AT&T Business predicts that 80 billion devices will be connected to the internet in the U.S. via IoT technology by 2025. Other prognosticators have stated that trillions of devices in China alone will be connected to the internet by 2025, creating a need for the increased bandwidth and data speeds possible with 5G cellular wireless networks.
Increased life expectancies are creating a growing number of older retired persons and an associated increasing demand for in-home medical monitoring. Unfortunately, as the number of older potential patients grows, available doctors and healthcare providers are more thinly spread to provide service or even basic checkups to those patients. The application of IoT technology can help by delivering in-home monitoring with IoT-enabled medical devices, such as blood-pressure and heart-rate monitors that a doctor or healthcare professional can access remotely over a 3G, 4G, or 5G cellular network.
AT&T Business has earned a leadership role in its applications for IoT in the home, for smart factories with real-time video monitoring for security, in smart cities, and in connected cars. However, perhaps the most meaningful are medical and healthcare applications in homes, hospitals, and healthcare facilities (Fig. 1).
1. The use of IoT technology may have the greatest benefits in hospitals and healthcare facilities. (Courtesy of AT&T Business)
For example, AT&T Business uses its Astute CTR-01 hub and multiple IoT nodes to provide in-home medical monitoring and connection of medical devices with connection to a 4G LTE network for secure outside access by means of a cellular smartphone. The hub/gateway is compatible with standard wireless-network technologies such as Bluetooth Low Energy (BLE) and Wi-Fi, easing the interconnection of commercial IoT-enabled medical devices such as wearable monitoring devices. The application-programmable-interface (API) software developed for the IoT devices and hub is also compatible with most legacy medical applications, thus simplifying the creation of an in-home medical monitoring system.
IoT technology also helps improve the security and efficiency of medical professionals in hospitals and healthcare facilities, starting with automated patient check-in practices rather than extended paper-based check-in procedures. Furthermore, the technology can be applied in the wireless connection and monitoring of many medical monitors throughout a hospital, while maintaining the cybersecurity of the APIs that drive the IoT gateways connecting the many IoT medical nodes throughout a facility, including heat-rate monitors (Fig. 2).
2. IoT technology will help serve the medical needs of a growing, aging population of retired persons with a shrinking number of medical professionals. (Courtesy of AT&T Business)
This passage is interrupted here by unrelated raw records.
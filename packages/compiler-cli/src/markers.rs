// Marker calls
//
// Generic functions from the runtime package (`validate<T>(x)` and
// friends) exist only to be recognized here and replaced by companion
// calls during rewriting. The runtime never sees a generic call.

use ts::{Program, Span};
use tsnest_compiler::TypeWalker;

/// Module the marker functions are imported from.
pub const RUNTIME_PACKAGE: &str = "@tsnest/runtime";

#[derive(Debug, Clone, Copy, PartialEq, Eq, Hash)]
pub enum MarkerKind {
    Validate,
    Assert,
    Is,
    Stringify,
    Schema,
}

impl MarkerKind {
    pub fn from_callee(name: &str) -> Option<Self> {
        Some(match name {
            "validate" => Self::Validate,
            "assert" => Self::Assert,
            "is" => Self::Is,
            "stringify" => Self::Stringify,
            "schema" => Self::Schema,
            _ => return None,
        })
    }

    /// The marker's callee identifier as written in the source.
    pub fn callee(&self) -> &'static str {
        match self {
            Self::Validate => "validate",
            Self::Assert => "assert",
            Self::Is => "is",
            Self::Stringify => "stringify",
            Self::Schema => "schema",
        }
    }
}

/// One recognized marker call site.
#[derive(Debug, Clone)]
pub struct MarkerCall {
    pub file: String,
    pub kind: MarkerKind,
    pub type_name: String,
    pub span: Span,
}

/// Scans every non-declaration source file for calls to the marker
/// functions and registers their type arguments. Calls whose type argument
/// has no registrable name are skipped; the user simply gets no
/// specialized code at that site.
pub fn extract_markers(program: &dyn Program, walker: &mut TypeWalker<'_>) -> Vec<MarkerCall> {
    let checker = program.type_checker();
    let analysis = program.analysis();
    let mut markers = Vec::new();
    for file in program.source_files() {
        if file.is_declaration || file.has_syntax_errors {
            continue;
        }
        for call in analysis.call_expressions(&file.file_name) {
            let Some(kind) = MarkerKind::from_callee(&call.callee) else {
                continue;
            };
            if call.callee_module.as_deref() != Some(RUNTIME_PACKAGE) {
                continue;
            }
            let Some(&ty) = call.type_args.first() else {
                continue;
            };
            let Some(name) = checker.type_name(ty) else {
                continue;
            };
            if checker.properties(ty).is_empty() {
                continue;
            }
            walker.walk_named(&name, ty);
            markers.push(MarkerCall {
                file: file.file_name.clone(),
                kind,
                type_name: name,
                span: call.span,
            });
        }
    }
    markers
}

#[cfg(test)]
mod test {
    use super::*;
    use ts::testing::FixtureHost;
    use ts::CallExpr;
    use tsnest_compiler::MetadataRegistry;

    fn call(callee: &str, module: Option<&str>, ty: Option<ts::TypeRef>) -> CallExpr {
        CallExpr {
            callee: callee.to_string(),
            callee_module: module.map(str::to_string),
            type_args: ty.into_iter().collect(),
            arg_text: "value".to_string(),
            span: Span::new(0, 0),
        }
    }

    #[test]
    fn recognizes_runtime_markers_and_registers_types() {
        let mut host = FixtureHost::new();
        host.add_source_file("/src/main.ts");
        let string = host.string();
        let dto = host.object_in("Payload", "/src/dto.ts", vec![FixtureHost::prop("s", string)]);
        host.add_call("/src/main.ts", call("validate", Some(RUNTIME_PACKAGE), Some(dto)));
        host.add_call("/src/main.ts", call("stringify", Some(RUNTIME_PACKAGE), Some(dto)));

        let mut registry = MetadataRegistry::new();
        let mut walker = TypeWalker::new(ts::Program::type_checker(&host), &mut registry);
        let markers = extract_markers(&host, &mut walker);
        drop(walker);
        assert_eq!(markers.len(), 2);
        assert_eq!(markers[0].kind, MarkerKind::Validate);
        assert_eq!(markers[0].type_name, "Payload");
        assert!(registry.contains("Payload"));
    }

    #[test]
    fn foreign_modules_and_unnamed_types_are_skipped() {
        let mut host = FixtureHost::new();
        host.add_source_file("/src/main.ts");
        let string = host.string();
        let named = host.object_in("Named", "/src/dto.ts", vec![FixtureHost::prop("s", string)]);
        let anon = host.object(None, vec![FixtureHost::prop("s", string)]);
        host.add_call("/src/main.ts", call("validate", Some("some-other-lib"), Some(named)));
        host.add_call("/src/main.ts", call("assert", Some(RUNTIME_PACKAGE), Some(anon)));
        host.add_call("/src/main.ts", call("assert", Some(RUNTIME_PACKAGE), None));

        let mut registry = MetadataRegistry::new();
        let mut walker = TypeWalker::new(ts::Program::type_checker(&host), &mut registry);
        let markers = extract_markers(&host, &mut walker);
        drop(walker);
        assert!(markers.is_empty());
        assert!(registry.is_empty());
    }
}
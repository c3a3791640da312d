// Decorator vocabulary
//
// The closed set of decorator names the analyzer recognizes, keyed by
// identifier. Anything else on a parameter is treated as a custom
// decorator.

use super::model::{HttpVerb, ParamCategory};

pub const CONTROLLER: &str = "Controller";
pub const HTTP_CODE: &str = "HttpCode";
pub const VERSION: &str = "Version";
pub const RETURNS: &str = "Returns";
pub const SSE: &str = "Sse";
pub const TAGS: &str = "Tags";
pub const PUBLIC: &str = "Public";
pub const SECURITY: &str = "Security";

/// JSDoc tag suppressing the raw-response warning on a method.
pub const IGNORE_DIRECTIVE: &str = "ignore";

pub fn verb_for_decorator(name: &str) -> Option<HttpVerb> {
    Some(match name {
        "Get" => HttpVerb::Get,
        "Post" => HttpVerb::Post,
        "Put" => HttpVerb::Put,
        "Delete" => HttpVerb::Delete,
        "Patch" => HttpVerb::Patch,
        "Options" => HttpVerb::Options,
        "Head" => HttpVerb::Head,
        "All" => HttpVerb::All,
        _ => return None,
    })
}

/// Category of a recognized parameter decorator; `None` for unknown names
/// (which become custom parameters).
pub fn classify_param_decorator(name: &str) -> Option<ParamCategory> {
    Some(match name {
        "Body" => ParamCategory::Body,
        "Query" => ParamCategory::Query,
        "Param" => ParamCategory::Param,
        "Headers" => ParamCategory::Headers,
        "Res" | "Response" => ParamCategory::RawResponse,
        _ => return None,
    })
}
Such secure IoT networks also provide instant access for medical professionals to the data from relatively large and sophisticated medical analysis systems. These include computer-tomography (CT) and magnetic-resonance-imaging (MRI) systems (Fig. 3).
3. AT&T Business’s IoMT devices and networks can provide remote access to brain scans performed by CT imaging equipment. (Courtesy of AT&T Business)
AT&T Business’s extensive use of IoT technology for medical applications has prompted the firm’s description of its medical electronic products and services as the Internet of Medical Things (IoMT), which includes its unique Aira service. By using smartphones and smart eyeglasses, the service is aimed at places of business seeking to become more user-friendly for low-vision customers. Businesses subscribing to the Aira service are outfitted with IoT sensors and gateways that provide customers with real-time, enhanced views of the business place. As this one application may indicate, the opportunities for IoT applications are endless and the promises are staggering.